J’entamais
hier soir un nouveau roman avec la joie, jamais épuisée, de tenir entre les
mains un livre et de sentir sous les doigts le grain si particulier des
couvertures brochées des éditions Grasset. À l’œil nu, le papier cartonné jaune
est légèrement strié et ces sortes de « cannelures » ou de rayures en
relief, très discrètes, sont perceptibles à la caresse du pouce sans ôter un
effet lisse et doux. Petit bonheur de lecteur que la liseuse ne pourra jamais
rendre ! J’aime les livres brochés quand leur reliure est souple car on entre
dans les pages du livre comme un marcheur fend la plaine au grand air, comme un
plongeur s’immerge dans l’eau. Avant d’être un horizon déployé, un monde
découvert, un livre est un objet qui produit des sensations physiques. La
lecture a quelque chose d’organique.
Lors
d’un déjeuner de famille, ce week-end, nous évoquions, deux tantes, une cousine
et moi, notre rapport aux livres, à nos achats. Tante A. disait sa satisfaction,
poussée par l’impatience, d’acheter en version brochée des nouveautés. Tante M.
disait se rabattre plutôt sur les livres de poche (qu’elle peut acheter de
façon compulsive) mais admettait le plaisir à mettre la main sur une nouveauté
brochée en librairie ou à la bibliothèque. L’une boudait les bibliothèques ;
mes livres sont à moi ! L’autre les louait. On ne peut pas tout acheter !
Les bibliothèques sont des mines, des lieux d’exploration. Et ma cousine de
rétorquer : Sitôt lu, le livre, je le donne ! Il faut que ça circule
un livre.

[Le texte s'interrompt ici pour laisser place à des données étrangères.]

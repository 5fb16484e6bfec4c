use crate::config::types::Config;
use crate::config::validation::validate;
use crate::ConfigError;
use sha2::{Digest, Sha256};
use std::path::Path;

/// Loads and parses a configuration file from the given path
///
/// # Arguments
///
/// * `path` - Path to the TOML configuration file
///
/// # Returns
///
/// * `Ok(Config)` - Successfully loaded and validated configuration
/// * `Err(ConfigError)` - Failed to load, parse, or validate the configuration
///
/// # Example
///
/// ```no_run
/// use std::path::Path;
/// use forum_relay::config::load_config;
///
/// let config = load_config(Path::new("relay.toml")).unwrap();
/// println!("Polling {}", config.source.listing_url);
/// ```
pub fn load_config(path: &Path) -> Result<Config, ConfigError> {
    let content = std::fs::read_to_string(path)?;
    parse_config(&content)
}

/// Parses and validates configuration from TOML text
pub fn parse_config(content: &str) -> Result<Config, ConfigError> {
    let config: Config = toml::from_str(content)?;
    validate(&config)?;
    Ok(config)
}

/// Computes a SHA-256 hash of the configuration file content
///
/// Logged at startup so a run can be traced back to the config that drove it.
pub fn compute_config_hash(path: &Path) -> Result<String, ConfigError> {
    let content = std::fs::read_to_string(path)?;
    let mut hasher = Sha256::new();
    hasher.update(content.as_bytes());
    Ok(hex::encode(hasher.finalize()))
}

/// Loads a configuration and returns both the config and its hash
pub fn load_config_with_hash(path: &Path) -> Result<(Config, String), ConfigError> {
    let config = load_config(path)?;
    let hash = compute_config_hash(path)?;
    Ok((config, hash))
}

/// Reads the delivery token from the environment variable named in the config
///
/// An unset or blank variable is reported as [`ConfigError::MissingToken`].
pub fn resolve_token(config: &Config) -> Result<String, ConfigError> {
    let name = &config.telegram.token_env;
    match std::env::var(name) {
        Ok(token) if !token.trim().is_empty() => Ok(token.trim().to_string()),
        _ => Err(ConfigError::MissingToken(name.clone())),
    }
}
//! HTML parser for extracting post links from the listing page
//!
//! Every anchor matching the configured selector becomes a candidate, in
//! document order. Titles are sanitised before they are embedded into an
//! HTML-formatted message.

use crate::RelayError;
use scraper::{ElementRef, Html, Selector};

/// A post link found on one fetch of the listing page
#[derive(Debug, Clone, PartialEq, Eq)]
pub struct CandidateLink {
    /// Absolute post URL
    pub url: String,

    /// Visible anchor text with `<` and `>` removed
    pub title: String,
}

/// Extracts post links from the listing page
///
/// # Arguments
///
/// * `html` - The page content
/// * `base_url` - Prefix joined with each relative href
/// * `selector` - CSS selector identifying subject anchors (e.g. `a.a_subject`)
///
/// # Returns
///
/// * `Ok(Vec<CandidateLink>)` - Candidates in document order, possibly empty
/// * `Err(RelayError)` - The selector itself is invalid
///
/// # Example
///
/// ```
/// use forum_relay::relay::extract_links;
///
/// let html = r#"<a class="a_subject" href="t-1-1">Hello</a>"#;
/// let links = extract_links(html, "http://muchong.com/", "a.a_subject").unwrap();
/// assert_eq!(links[0].url, "http://muchong.com/t-1-1");
/// assert_eq!(links[0].title, "Hello");
/// ```
pub fn extract_links(
    html: &str,
    base_url: &str,
    selector: &str,
) -> Result<Vec<CandidateLink>, RelayError> {
    let selector = parse_selector(selector)?;
    let document = Html::parse_document(html);
    let mut links = Vec::new();

    for element in document.select(&selector) {
        push_candidate(element, base_url, &mut links);
    }

    Ok(links)
}

/// Restricts extraction to listing rows carrying a given type tag
#[derive(Debug, Clone, Copy)]
pub struct TypeFilter<'a> {
    /// Selector for one listing row
    pub row_selector: &'a str,

    /// Selector for the type tag inside a row
    pub tag_selector: &'a str,

    /// Text the row's tag must contain
    pub text: &'a str,
}

/// Extracts post links from rows whose type tag contains `filter.text`
///
/// A row's tag text is the concatenated text of every tag element in it.
/// Rows without a matching tag are skipped, and so are subject anchors
/// outside any row.
pub fn extract_tagged_links(
    html: &str,
    base_url: &str,
    selector: &str,
    filter: &TypeFilter<'_>,
) -> Result<Vec<CandidateLink>, RelayError> {
    let link_selector = parse_selector(selector)?;
    let row_selector = parse_selector(filter.row_selector)?;
    let tag_selector = parse_selector(filter.tag_selector)?;

    let document = Html::parse_document(html);
    let mut links = Vec::new();

    for row in document.select(&row_selector) {
        let tag: String = row.select(&tag_selector).flat_map(|e| e.text()).collect();
        if !tag.contains(filter.text) {
            tracing::trace!("Skipping row tagged '{}'", tag.trim());
            continue;
        }

        for element in row.select(&link_selector) {
            push_candidate(element, base_url, &mut links);
        }
    }

    Ok(links)
}

fn parse_selector(selector: &str) -> Result<Selector, RelayError> {
    Selector::parse(selector).map_err(|e| RelayError::Selector {
        selector: selector.to_string(),
        message: e.to_string(),
    })
}

fn push_candidate(element: ElementRef<'_>, base_url: &str, links: &mut Vec<CandidateLink>) {
    let href = match element.value().attr("href").map(str::trim) {
        Some(href) if !href.is_empty() => href,
        _ => {
            tracing::debug!("Skipping subject anchor without href");
            return;
        }
    };

    let text: String = element.text().collect();
    links.push(CandidateLink {
        url: resolve_post_url(base_url, href),
        title: sanitize_title(&text),
    });
}

/// Joins a post href onto the base URL
///
/// Relative hrefs are appended verbatim, so fingerprints stay identical to
/// history written by earlier versions. Hrefs that are already absolute are
/// kept as they are.
pub fn resolve_post_url(base_url: &str, href: &str) -> String {
    let lower = href.to_ascii_lowercase();
    if lower.starts_with("http://") || lower.starts_with("https://") {
        href.to_string()
    } else {
        format!("{}{}", base_url, href)
    }
}

/// Strips `<` and `>` and surrounding whitespace from a title
pub fn sanitize_title(text: &str) -> String {
    text.replace(['<', '>'], "").trim().to_string()
}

Son visage exprimait à lui seul la générosité du don, elle parlait
comme si les livres tombaient de ses lèvres. Sa voix était gourmande de plaisirs,
d’envies de partager. Et moi ? Je me reconnaissais dans toutes les trois. Quand
on aime les livres, on est souvent un peu ce lecteur multiple, tiraillé entre le
désir égoïste de possession et celui, altruiste, de convier autrui à nos
découvertes pour que l’histoire ressuscite sous d’autres yeux et d’autres
cieux, pour qu’inlassablement les mots perdurent, courent de chevet en chevet, de
fauteuil en fauteuil.
Nous
devisions joyeusement, le rosé dans nos verres avait saveur d’été à venir, des
noms d’écrivains fusaient comme des millésimes à déguster.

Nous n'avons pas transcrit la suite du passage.